* **GIVEN DATA**:

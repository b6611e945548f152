//! services/api/src/web/state.rs
//!
//! Defines the application's shared state.

use crate::adapters::RetryPolicy;
use crate::config::Config;
use sintgpt_core::{
    ports::{
        CheckoutService, DocumentExtractionService, PageRasterizer, PoemGenerationService,
        ThrottleStore,
    },
    throttle::RateLimitPolicy,
};
use std::sync::Arc;

/// The shared application state, created once at startup and passed to all handlers.
#[derive(Clone)]
pub struct AppState {
    pub config: Arc<Config>,
    pub poem_adapter: Arc<dyn PoemGenerationService>,
    pub extraction_adapter: Arc<dyn DocumentExtractionService>,
    pub rasterizer: Arc<dyn PageRasterizer>,
    pub throttle: Arc<dyn ThrottleStore>,
    /// Absent when the payment provider is not configured; the checkout
    /// endpoint reports that instead of failing at startup.
    pub checkout_adapter: Option<Arc<dyn CheckoutService>>,
    pub rate_limit: RateLimitPolicy,
    pub retry: RetryPolicy,
}
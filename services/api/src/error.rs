//! services/api/src/error.rs
//!
//! Defines the primary error type for the entire API service.

use crate::config::ConfigError;
use sintgpt_core::ports::PortError;

/// The primary error type for the `api` service.
#[derive(Debug, thiserror::Error)]
pub enum ApiError {
    /// Represents an error that occurred during configuration loading.
    #[error("Configuration error: {0}")]
    Config(#[from] ConfigError),

    /// Represents an error that propagated up from one of the core service ports.
    #[error("Service Port Error: {0}")]
    Port(#[from] PortError),

    /// Represents a standard Input/Output error (e.g., binding to a network socket).
    #[error("IO error: {0}")]
    Io(#[from] std::io::Error),

    /// A catch-all for any other unexpected errors.
    #[error("An unexpected internal error occurred: {0}")]
    Internal(String),
}
//! services/api/src/adapters/retry.rs
//!
//! Bounded retry around establishing a provider call. Only errors the
//! classifier marks as transient are retried; everything else propagates
//! on the first attempt.

use std::future::Future;
use std::time::Duration;

use sintgpt_core::ports::{PortError, PortResult};
use tracing::{info, warn};

/// A fixed-delay retry budget.
#[derive(Debug, Clone, Copy)]
pub struct RetryPolicy {
    pub max_attempts: u32,
    pub delay: Duration,
}

impl Default for RetryPolicy {
    fn default() -> Self {
        Self {
            max_attempts: 3,
            delay: Duration::from_secs(5),
        }
    }
}

impl RetryPolicy {
    /// Runs `op` until it succeeds, the classifier declares the error
    /// permanent, or the attempt budget is spent.
    pub async fn run<T, F, Fut, C>(&self, mut op: F, is_transient: C) -> PortResult<T>
    where
        F: FnMut() -> Fut,
        Fut: Future<Output = PortResult<T>>,
        C: Fn(&PortError) -> bool,
    {
        let mut attempt = 1;
        loop {
            info!("Attempt {} of {}", attempt, self.max_attempts);
            match op().await {
                Ok(value) => return Ok(value),
                Err(err) if is_transient(&err) && attempt < self.max_attempts => {
                    warn!(
                        "Transient provider error, retrying in {:?} (attempt {}/{}): {}",
                        self.delay, attempt, self.max_attempts, err
                    );
                    tokio::time::sleep(self.delay).await;
                    attempt += 1;
                }
                Err(err) => return Err(err),
            }
        }
    }
}

/// Classifier for the provider's transient "overloaded" condition.
pub fn is_overloaded(err: &PortError) -> bool {
    match err {
        PortError::Provider { status, message } => {
            *status == 503
                || message.to_lowercase().contains("overloaded")
                || message.contains("UNAVAILABLE")
        }
        _ => false,
    }
}
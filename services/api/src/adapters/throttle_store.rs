//! services/api/src/adapters/throttle_store.rs
//!
//! In-memory implementation of the `ThrottleStore` port, backing the
//! per-client rate limit and debounce window for single-instance
//! deployments. A multi-instance deployment would swap in a shared store
//! behind the same port.

use async_trait::async_trait;
use chrono::{DateTime, Duration, Utc};
use dashmap::DashMap;
use sintgpt_core::{
    domain::RateLimitRecord,
    ports::ThrottleStore,
    throttle::{decide, AdmitDecision, RateLimitPolicy},
};

/// Per-client throttle state: the fixed-window counter plus the timestamp
/// of the last admitted request.
#[derive(Debug, Clone, Copy)]
struct ClientEntry {
    record: RateLimitRecord,
    last_request: DateTime<Utc>,
}

/// In-memory per-client throttle store on a concurrent map.
#[derive(Default)]
pub struct InMemoryThrottleStore {
    entries: DashMap<String, ClientEntry>,
}

impl InMemoryThrottleStore {
    pub fn new() -> Self {
        Self::default()
    }
}

#[async_trait]
impl ThrottleStore for InMemoryThrottleStore {
    async fn get(&self, key: &str) -> Option<RateLimitRecord> {
        self.entries.get(key).map(|entry| entry.record)
    }

    async fn try_admit(
        &self,
        key: &str,
        policy: &RateLimitPolicy,
        now: DateTime<Utc>,
    ) -> AdmitDecision {
        // The entry guard holds a per-key lock, making decision + commit
        // atomic: two concurrent requests from one client serialize here.
        match self.entries.entry(key.to_string()) {
            dashmap::Entry::Occupied(mut occupied) => {
                let state = occupied.get_mut();
                let decision = decide(
                    Some(&state.record),
                    Some(state.last_request),
                    policy,
                    now,
                );
                if let AdmitDecision::Admitted { record } = &decision {
                    state.record = *record;
                    state.last_request = now;
                }
                decision
            }
            dashmap::Entry::Vacant(vacant) => {
                let decision = decide(None, None, policy, now);
                if let AdmitDecision::Admitted { record } = &decision {
                    vacant.insert(ClientEntry {
                        record: *record,
                        last_request: now,
                    });
                }
                decision
            }
        }
    }

    async fn sweep(&self, now: DateTime<Utc>) {
        // Keep an entry while its window is live or its debounce history is
        // recent enough to still matter.
        let debounce_horizon = Duration::hours(1);
        self.entries.retain(|_, entry| {
            entry.record.reset_at > now || now - entry.last_request < debounce_horizon
        });
    }
}

#[cfg(test)]
mod tests {
    use super::*;
    use chrono::TimeZone;
    use sintgpt_core::ports::ThrottleStore as _;

    fn t0() -> DateTime<Utc> {
        Utc.with_ymd_and_hms(2025, 12, 5, 18, 0, 0).unwrap()
    }

    fn policy() -> RateLimitPolicy {
        RateLimitPolicy::default()
    }

    #[tokio::test]
    async fn admits_three_requests_then_rejects_the_fourth() {
        let store = InMemoryThrottleStore::new();
        let policy = policy();
        let mut now = t0();

        for expected_count in 1..=3u32 {
            match store.try_admit("1.2.3.4", &policy, now).await {
                AdmitDecision::Admitted { record } => assert_eq!(record.count, expected_count),
                other => panic!("request {} should be admitted, got {:?}", expected_count, other),
            }
            now += Duration::minutes(1);
        }

        match store.try_admit("1.2.3.4", &policy, now).await {
            AdmitDecision::LimitReached { hours_remaining } => assert!(hours_remaining > 0),
            other => panic!("fourth request should hit the limit, got {:?}", other),
        }
    }

    #[tokio::test]
    async fn clients_are_throttled_independently() {
        let store = InMemoryThrottleStore::new();
        let policy = policy();

        assert!(matches!(
            store.try_admit("1.1.1.1", &policy, t0()).await,
            AdmitDecision::Admitted { .. }
        ));
        // A different client is not affected by the first one's debounce.
        assert!(matches!(
            store.try_admit("2.2.2.2", &policy, t0()).await,
            AdmitDecision::Admitted { .. }
        ));
    }

    #[tokio::test]
    async fn debounce_rejects_a_quick_second_request() {
        let store = InMemoryThrottleStore::new();
        let policy = policy();

        store.try_admit("1.2.3.4", &policy, t0()).await;
        match store.try_admit("1.2.3.4", &policy, t0() + Duration::seconds(3)).await {
            AdmitDecision::TooSoon { retry_after_secs } => assert_eq!(retry_after_secs, 7),
            other => panic!("expected debounce rejection, got {:?}", other),
        }

        // A debounce rejection must not consume rate-limit budget.
        let record = store.get("1.2.3.4").await.unwrap();
        assert_eq!(record.count, 1);
    }

    #[tokio::test]
    async fn window_expiry_resets_the_counter() {
        let store = InMemoryThrottleStore::new();
        let policy = policy();
        let mut now = t0();

        for _ in 0..3 {
            store.try_admit("1.2.3.4", &policy, now).await;
            now += Duration::minutes(1);
        }
        now = t0() + policy.window + Duration::seconds(1);
        match store.try_admit("1.2.3.4", &policy, now).await {
            AdmitDecision::Admitted { record } => assert_eq!(record.count, 1),
            other => panic!("expected a fresh window, got {:?}", other),
        }
    }

    #[tokio::test]
    async fn sweep_evicts_only_stale_entries() {
        let store = InMemoryThrottleStore::new();
        let policy = policy();

        store.try_admit("stale", &policy, t0()).await;
        let later = t0() + Duration::hours(20);
        store.try_admit("fresh", &policy, later).await;

        // Past the stale client's window and debounce horizon, inside the
        // fresh client's window.
        store.sweep(t0() + Duration::hours(26)).await;

        assert!(store.get("stale").await.is_none());
        assert!(store.get("fresh").await.is_some());
    }
}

* **AIM OF THE TASK**: Count the lines of the listing that contain the word "chrono", and give only the number.

* **EXERCISE OUTPUT**: 2